Potassium deficiency is hard to spot, but sometimes in the older leaves there will be brown spots, yellow edges of the leaves, yellow or brown veins. Overall the plant will not perform well.
How Do I Know If My Soil Has What My Plants Need?
Well, that’s pretty simple, really. Soil can be tested!
There are soil test kits – we carry them. There is also your local UF Extension office – they can test your soil for you, and if you need further testing, they have resources where you can have a more full analysis of your soil done for you.
If you’re serious about finding out a full analysis of your soil with a full report of what you can do to make it ideal, there are private and/or commercial facilities that will take your soil and test it with full reports.
I found a small list of providers at Fine Gardening’s website, edited to remove links that no longer work.
13611 B Street, Omaha, NE
68144; 402-334-7770 www.midwestlabs.com
Woods End Research Laboratory
PO Box 297, Mt. Vernon, ME
04352; 207-293-2457 www.woodsend.com
I definitely suggest starting with the local Extension service. They’re there to help!
Diagram of Plants and How Macronutrients Help Them
Side by Side Comparison of Nutrient Deficiencies
What Do I Use For My Vegetable Garden?
Now that you know all of this great information, the choice should be easy.
A well balanced fertilizer is great for your vegetables and herbs to help promote growth of the whole plant. Formulas like Shell’s 6-6-6, 8-8-8, and 10-10-10 are great for gardens. If you love the idea of organic food growing, Shell’s 3-3-3 Organic Garden Mix Fertilizer is AMAZING for gardens, lawns, landscapes, ornamentals…really anything you want to grow.
For your trees, ornamentals and specialty plants, there are a wide variety of specialty fertilizers available for them. Ask us when you get to the store and we’ll point you in the right direction.
I will say that it is very beneficial to have your soil tested for the Macronutrients. Your soil may not need fertilizer, and adding more would contribute to leaching of these nutrients in the the ground water and our beautiful Gulf of Mexico. When we add too much nitrogen, our porous soil allows the nitrogen to leach out, adding lots of nitrogen to our water table and our ocean. Then algae get a growth boost, and we have what’s called “red tide.”
“It’s like the old adage – too much of a good thing can be bad.”
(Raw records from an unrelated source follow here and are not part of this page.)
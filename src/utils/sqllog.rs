//! Statement tracing with a thread-local capture sink.
//! Tests enable the sink to assert on the exact SQL a call issued without touching the
//! global logger.

use std::cell::RefCell;

/// Log target for issued statements.
pub const SQL_TARGET: &str = "docsql::sql";

thread_local! {
    static TL_SINK: RefCell<Option<Vec<String>>> = const { RefCell::new(None) };
}

/// Guard that disables the thread-local sink on drop.
pub struct SqlSinkGuard;
impl Drop for SqlSinkGuard {
    fn drop(&mut self) {
        TL_SINK.with(|s| *s.borrow_mut() = None);
    }
}

/// Enable capture for the current thread until the returned guard drops.
#[must_use]
pub fn enable_thread_sink() -> SqlSinkGuard {
    TL_SINK.with(|s| *s.borrow_mut() = Some(Vec::new()));
    SqlSinkGuard
}

pub fn write_str(msg: &str) {
    TL_SINK.with(|s| {
        if let Some(buf) = s.borrow_mut().as_mut() {
            buf.push(msg.to_owned());
        }
    });
}

/// Drain captured statements. Empty when capture is disabled.
pub fn drain() -> Vec<String> {
    TL_SINK.with(|s| s.borrow_mut().as_mut().map(std::mem::take).unwrap_or_default())
}

pub fn snapshot() -> Vec<String> {
    TL_SINK.with(|s| s.borrow().as_ref().cloned().unwrap_or_default())
}

/// Record an issued statement in the thread-local sink and at TRACE on `docsql::sql`.
#[macro_export]
macro_rules! sql_trace {
    ($($arg:tt)*) => {{
        let __s = format!($($arg)*);
        $crate::utils::sqllog::write_str(&__s);
        log::log!(target: $crate::utils::sqllog::SQL_TARGET, log::Level::Trace, "{}", __s);
    }};
}
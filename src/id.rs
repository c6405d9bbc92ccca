use std::sync::atomic::{AtomicU32, Ordering};

use sha2::{Digest, Sha256};

use crate::types::DocumentId;

/// Source of `_id` values for inserted documents that lack one.
pub trait IdGenerator: Send + Sync {
    fn generate_id(&self) -> DocumentId;
}

/// ObjectId-shaped identifiers: 12 bytes rendered as 24 lowercase hex characters.
///
/// Layout: 4-byte big-endian seconds, 3 bytes of host hash, 2 bytes of process id, 3-byte
/// counter seeded randomly per generator.
#[derive(Debug)]
pub struct ObjectIdGenerator {
    host: [u8; 3],
    pid: u16,
    counter: AtomicU32,
}

impl ObjectIdGenerator {
    #[must_use]
    pub fn new() -> Self {
        let host_name = std::env::var("HOSTNAME")
            .or_else(|_| std::env::var("COMPUTERNAME"))
            .unwrap_or_else(|_| "localhost".to_owned());
        let digest = Sha256::digest(host_name.as_bytes());
        let pid = (std::process::id() & 0xFFFF) as u16;
        Self {
            host: [digest[0], digest[1], digest[2]],
            pid,
            counter: AtomicU32::new(rand::random::<u32>() & 0x00FF_FFFF),
        }
    }
}

impl Default for ObjectIdGenerator {
    fn default() -> Self {
        Self::new()
    }
}

impl IdGenerator for ObjectIdGenerator {
    fn generate_id(&self) -> DocumentId {
        let secs = u32::try_from(chrono::Utc::now().timestamp()).unwrap_or(u32::MAX);
        let count = self.counter.fetch_add(1, Ordering::Relaxed) & 0x00FF_FFFF;
        let mut bytes = [0u8; 12];
        bytes[..4].copy_from_slice(&secs.to_be_bytes());
        bytes[4..7].copy_from_slice(&self.host);
        bytes[7..9].copy_from_slice(&self.pid.to_be_bytes());
        bytes[9..].copy_from_slice(&count.to_be_bytes()[1..]);
        hex::encode(bytes)
    }
}

/// Deterministic ids `prefix` + zero-padded counter, for tests and reproducible fixtures.
#[derive(Debug)]
pub struct SequentialIdGenerator {
    prefix: String,
    next: AtomicU32,
}

impl SequentialIdGenerator {
    pub fn new(prefix: impl Into<String>) -> Self {
        Self {
            prefix: prefix.into(),
            next: AtomicU32::new(1),
        }
    }
}

impl IdGenerator for SequentialIdGenerator {
    fn generate_id(&self) -> DocumentId {
        format!("{}{:06}", self.prefix, self.next.fetch_add(1, Ordering::Relaxed))
    }
}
The fertilizer ban legislation happened because of humans using too much chemical fertilizer in the environment and not planting plants that are native to Florida which tolerate the “challenging” soil we have here. Our soil is just fine for Florida native and naturalized plants – we only find it challenging because we try to grow things that normally wouldn’t grow here, and chemically force them to survive.
Compost, clean dry leaf litter, pine bark or needles, straw/hay, old mulch, and wood chips are all great organic matter to add to your soil. As it decomposes over time, all of the NPK nutrients in that plant matter is eaten by the critters and microbes in the soil. The Nitrogens, Phosphorus, and Potassium in those materials are thus made available to the plants that are growing now.
It takes time, but amending with organic material is the best long term way to ensure that your soil has plenty of N-P-K and other nutrients for your plants. And…organic materials can be collected from your yard either for free, or it’s kitchen scraps and other waste that would have gone to the landfill…which you can collect and compost yourself.
I hope this fertilizer tutorial was helpful to you! Let me know if you have any questions.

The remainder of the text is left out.